Should we be concerned that the infectious variant also occurs in Belgium?

"In Belgium meningococcus type W occurs sporadically," says Mattheus. "Every year we see two to three cases of the type-specific genetic clone type W, so popular in the Netherlands. But bacteria do not have national borders, so the situation can change quickly. This is why the reference center closely monitors the spread. We have seen an increase in bacteria a few years ago, but certainly not as extreme as in the Netherlands and in Britain. "It is difficult to predict if and when the spread of the dangerous bacteria will begin to increase.

The Flemish Care and Health Agency is also involved in this. & # 39; We closely monitor what is happening in the Netherlands. In Flanders, we see few infections and are currently escaping a breakthrough. So there's no reason to worry, "says spokesman Joris Moonens.

How is the disease recognizable?

The classic complaints of meningitis are very quickly high fever, red spots and stiff muscles and neck. Meningitis develops within 24 hours. "But in some cases of type W meningococcus, the fever lasts longer and the symptoms are underestimated," Mattheus says. "The consequences are equally fatal and this makes the W type even more dangerous."

According to Mattheus, about twenty to thirty percent of the population is a temporary carrier of all types of meningococcus, although these percentages may vary widely by age category. For young adults, for example, the percentage is higher. "But being a carrier does not mean that you actually have the disease. Because of a weakened immune system or a combination of a flu and a cold, bacteria can still enter the bloodstream and brain and then health status will become problematic.

How is the situation monitored in our country?

The National Reference Center for Meningococcus evaluates the situation daily and has a complete view of the spread of the bacteria. "Each new case is reported to us by a health inspector, who works" on the floor "and is in close contact with us," Mattheus says. Health inspectors and the National Reference Center for Meningococcus are regularly in contact with the Council Superior of Health. That federal authority has the authority to establish a vaccination campaign as great as in the Netherlands, if that is necessary.

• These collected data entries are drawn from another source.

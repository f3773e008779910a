use clap::{Parser, ValueEnum};
use stagesync::engine::{self, NativeEngine, RsyncEngine, SyncRequest, SyncStrategy};
use stagesync::process::{ExecutableLookup, PathLookup};
use stagesync::types::{ExclusionList, OutputChunk, StreamKind};
use stagesync::TreePath;
use std::io::Write;
use std::time::Duration;

/// Mirror a source directory tree onto a destination tree.
#[derive(Debug, Parser)]
#[command(name = "stagesync", version, about)]
struct Cli {
    /// Source directory
    source: String,

    /// Destination directory
    destination: String,

    /// Relative path or directory to leave untouched in both trees
    /// (repeatable)
    #[arg(short = 'x', long = "exclude")]
    exclude: Vec<String>,

    /// Wall-clock limit for the whole sync, in seconds
    #[arg(long)]
    timeout: Option<u64>,

    /// Which engine to use
    #[arg(long, value_enum, default_value_t = EngineChoice::Auto)]
    engine: EngineChoice,
}

#[derive(Debug, Clone, Copy, PartialEq, Eq, ValueEnum)]
enum EngineChoice {
    /// Probe for rsync, fall back to the native engine
    Auto,
    /// In-process engine, no external tool
    Native,
    /// Delegate to the rsync binary
    Rsync,
}

fn main() -> anyhow::Result<()> {
    let cli = Cli::parse();

    let strategy: Box<dyn SyncStrategy> = match cli.engine {
        EngineChoice::Auto => engine::create(),
        EngineChoice::Native => Box::new(NativeEngine::new()),
        EngineChoice::Rsync => {
            let program = PathLookup
                .locate(engine::RSYNC_PROGRAM)
                .ok_or_else(|| anyhow::anyhow!("rsync is not installed on this host"))?;
            Box::new(RsyncEngine::new(program))
        }
    };

    let request = SyncRequest {
        source: TreePath::native(cli.source)?,
        destination: TreePath::native(cli.destination)?,
        exclusions: ExclusionList::from_entries(cli.exclude),
        timeout: cli.timeout.map(Duration::from_secs),
    };

    eprintln!("stagesync v{} ({} engine)", stagesync::VERSION, strategy.name());

    let sink = |chunk: &OutputChunk| match chunk.stream {
        StreamKind::Stdout => {
            let _ = writeln!(std::io::stdout(), "{}", chunk.text);
        }
        StreamKind::Stderr => {
            let _ = writeln!(std::io::stderr(), "{}", chunk.text);
        }
    };

    strategy.sync(&request, Some(&sink))?;
    Ok(())
}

In Flanders, fifteen-month-old babies are vaccinated against type C meningococci. There are also type B vaccines, but they are not part of the basic vaccination schedule. The Higher Council of Health is currently reviewing this vaccination record.

Are we ready for a breakthrough?

"We certainly will not be surprised at a possible rise of meningococcus in our country," says Joris Moonens, referring to close monitoring. There are also vaccines against the W variant (by medical prescription).